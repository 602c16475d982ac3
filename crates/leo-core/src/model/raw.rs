//! Lenient mirror of the LLM's JSON response.
//!
//! The LLM output is schema-constrained but not trusted: levels may arrive as
//! floats, confidence as a string, evidence as a scalar. Every field is
//! optional or a raw `serde_json::Value` so that deserialization never fails
//! on semantically sloppy output; the resolver turns this into the clean
//! model with documented defaults.

use serde::Deserialize;
use serde_json::Value;

/// Raw LLM analysis payload, before normalization.
#[derive(Debug, Clone, Default, Deserialize)]
pub struct RawAnalysis {
    #[serde(default)]
    pub domains: Vec<RawDomain>,
    #[serde(default)]
    pub summary: String,
    #[serde(default)]
    pub keywords_found: Option<Vec<String>>,
    #[serde(default)]
    pub context_factors: Option<Vec<RawContextFactor>>,
    #[serde(default)]
    pub top_icf_codes: Option<Vec<RawTopCode>>,
}

/// One proposed domain finding, fields as the LLM emitted them.
#[derive(Debug, Clone, Default, Deserialize)]
pub struct RawDomain {
    #[serde(default)]
    pub code: Option<String>,
    #[serde(default)]
    pub name: Option<String>,
    #[serde(default)]
    pub level: Option<Value>,
    #[serde(default)]
    pub max_level: Option<Value>,
    #[serde(default)]
    pub confidence: Option<Value>,
    #[serde(default)]
    pub evidence: Option<Value>,
    #[serde(default)]
    pub reasoning: Option<String>,
}

/// One proposed context factor, fields as the LLM emitted them.
#[derive(Debug, Clone, Default, Deserialize)]
pub struct RawContextFactor {
    #[serde(default)]
    pub code: Option<String>,
    #[serde(default)]
    pub label: Option<String>,
    #[serde(default)]
    pub qualifier: Option<Value>,
    #[serde(default)]
    pub impact: Option<String>,
    #[serde(default)]
    pub confidence: Option<Value>,
    #[serde(default)]
    pub evidence: Option<Value>,
}

/// One proposed top-code entry, fields as the LLM emitted them.
#[derive(Debug, Clone, Default, Deserialize)]
pub struct RawTopCode {
    #[serde(default)]
    pub code: Option<String>,
    #[serde(default)]
    pub label: Option<String>,
    #[serde(default)]
    pub qualifier: Option<Value>,
    #[serde(default)]
    pub confidence: Option<Value>,
    #[serde(default)]
    pub evidence: Option<Value>,
    #[serde(default)]
    pub reasoning: Option<String>,
}

/// Read a numeric `Value` as f64, falling back when missing or non-numeric.
pub fn value_as_f64(v: &Option<Value>, default: f64) -> f64 {
    v.as_ref().and_then(Value::as_f64).unwrap_or(default)
}

/// Read an evidence `Value` as a string list; anything but an array of
/// strings becomes empty.
pub fn value_as_evidence(v: &Option<Value>) -> Vec<String> {
    match v {
        Some(Value::Array(items)) => items
            .iter()
            .filter_map(|i| i.as_str().map(str::to_string))
            .collect(),
        _ => Vec::new(),
    }
}

#[cfg(test)]
mod tests {
    use super::*;
    use serde_json::json;

    #[test]
    fn deserializes_minimal_payload() {
        let raw: RawAnalysis = serde_json::from_value(json!({
            "domains": [],
            "summary": "geen bijzonderheden"
        }))
        .unwrap();
        assert!(raw.domains.is_empty());
        assert_eq!(raw.summary, "geen bijzonderheden");
    }

    #[test]
    fn tolerates_sloppy_fields() {
        let raw: RawAnalysis = serde_json::from_value(json!({
            "domains": [{
                "code": "d450",
                "level": 2.7,
                "confidence": "hoog",
                "evidence": "lopen"
            }],
            "summary": ""
        }))
        .unwrap();
        let d = &raw.domains[0];
        assert_eq!(value_as_f64(&d.level, 0.0), 2.7);
        // Non-numeric confidence falls back to the default.
        assert_eq!(value_as_f64(&d.confidence, 0.5), 0.5);
        // Scalar evidence is not an array, so it becomes empty.
        assert!(value_as_evidence(&d.evidence).is_empty());
    }

    #[test]
    fn evidence_array_keeps_strings_only() {
        let v = Some(serde_json::json!(["lopen", 3, "rollator"]));
        assert_eq!(value_as_evidence(&v), vec!["lopen", "rollator"]);
    }
}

□ □ □ □

## EXERCISE BRIEF
Please repeat the listing word for word.

## EXERCISE ANSWER
repository 602c16475d982ac3
filename crates/leo-core/src/model/raw.rs
//! Lenient mirror of the LLM's JSON response.
//!
//! The LLM output is schema-constrained but not trusted: levels may arrive as
//! floats, confidence as a string, evidence as a scalar. Every field is
//! optional or a raw `serde_json::Value` so that deserialization never fails
//! on semantically sloppy output; the resolver turns this into the clean
//! model with documented defaults.

use serde::Deserialize;
use serde_json::Value;

/// Raw LLM analysis payload, before normalization.
#[derive(Debug, Clone, Default, Deserialize)]
pub struct RawAnalysis {
    #[serde(default)]
    pub domains: Vec<RawDomain>,
    #[serde(default)]
    pub summary: String,
    #[serde(default)]
    pub keywords_found: Option<Vec<String>>,
    #[serde(default)]
    pub context_factors: Option<Vec<RawContextFactor>>,
    #[serde(default)]
    pub top_icf_codes: Option<Vec<RawTopCode>>,
}

/// One proposed domain finding, fields as the LLM emitted them.
#[derive(Debug, Clone, Default, Deserialize)]
pub struct RawDomain {
    #[serde(default)]
    pub code: Option<String>,
    #[serde(default)]
    pub name: Option<String>,
    #[serde(default)]
    pub level: Option<Value>,
    #[serde(default)]
    pub max_level: Option<Value>,
    #[serde(default)]
    pub confidence: Option<Value>,
    #[serde(default)]
    pub evidence: Option<Value>,
    #[serde(default)]
    pub reasoning: Option<String>,
}

/// One proposed context factor, fields as the LLM emitted them.
#[derive(Debug, Clone, Default, Deserialize)]
pub struct RawContextFactor {
    #[serde(default)]
    pub code: Option<String>,
    #[serde(default)]
    pub label: Option<String>,
    #[serde(default)]
    pub qualifier: Option<Value>,
    #[serde(default)]
    pub impact: Option<String>,
    #[serde(default)]
    pub confidence: Option<Value>,
    #[serde(default)]
    pub evidence: Option<Value>,
}

/// One proposed top-code entry, fields as the LLM emitted them.
#[derive(Debug, Clone, Default, Deserialize)]
pub struct RawTopCode {
    #[serde(default)]
    pub code: Option<String>,
    #[serde(default)]
    pub label: Option<String>,
    #[serde(default)]
    pub qualifier: Option<Value>,
    #[serde(default)]
    pub confidence: Option<Value>,
    #[serde(default)]
    pub evidence: Option<Value>,
    #[serde(default)]
    pub reasoning: Option<String>,
}

/// Read a numeric `Value` as f64, falling back when missing or non-numeric.
pub fn value_as_f64(v: &Option<Value>, default: f64) -> f64 {
    v.as_ref().and_then(Value::as_f64).unwrap_or(default)
}

/// Read an evidence `Value` as a string list; anything but an array of
/// strings becomes empty.
pub fn value_as_evidence(v: &Option<Value>) -> Vec<String> {
    match v {
        Some(Value::Array(items)) => items
            .iter()
            .filter_map(|i| i.as_str().map(str::to_string))
            .collect(),
        _ => Vec::new(),
    }
}

#[cfg(test)]
mod tests {
    use super::*;
    use serde_json::json;

    #[test]
    fn deserializes_minimal_payload() {
        let raw: RawAnalysis = serde_json::from_value(json!({
            "domains": [],
            "summary": "geen bijzonderheden"
        }))
        .unwrap();
        assert!(raw.domains.is_empty());
        assert_eq!(raw.summary, "geen bijzonderheden");
    }

    #[test]
    fn tolerates_sloppy_fields() {
        let raw: RawAnalysis = serde_json::from_value(json!({
            "domains": [{
                "code": "d450",
                "level": 2.7,
                "confidence": "hoog",
                "evidence": "lopen"
            }],
            "summary": ""
        }))
        .unwrap();
        let d = &raw.domains[0];
        assert_eq!(value_as_f64(&d.level, 0.0), 2.7);
        // Non-numeric confidence falls back to the default.
        assert_eq!(value_as_f64(&d.confidence, 0.5), 0.5);
        // Scalar evidence is not an array, so it becomes empty.
        assert!(value_as_evidence(&d.evidence).is_empty());
    }

    #[test]
    fn evidence_array_keeps_strings_only() {
        let v = Some(serde_json::json!(["lopen", 3, "rollator"]));
        assert_eq!(value_as_evidence(&v), vec!["lopen", "rollator"]);
    }
}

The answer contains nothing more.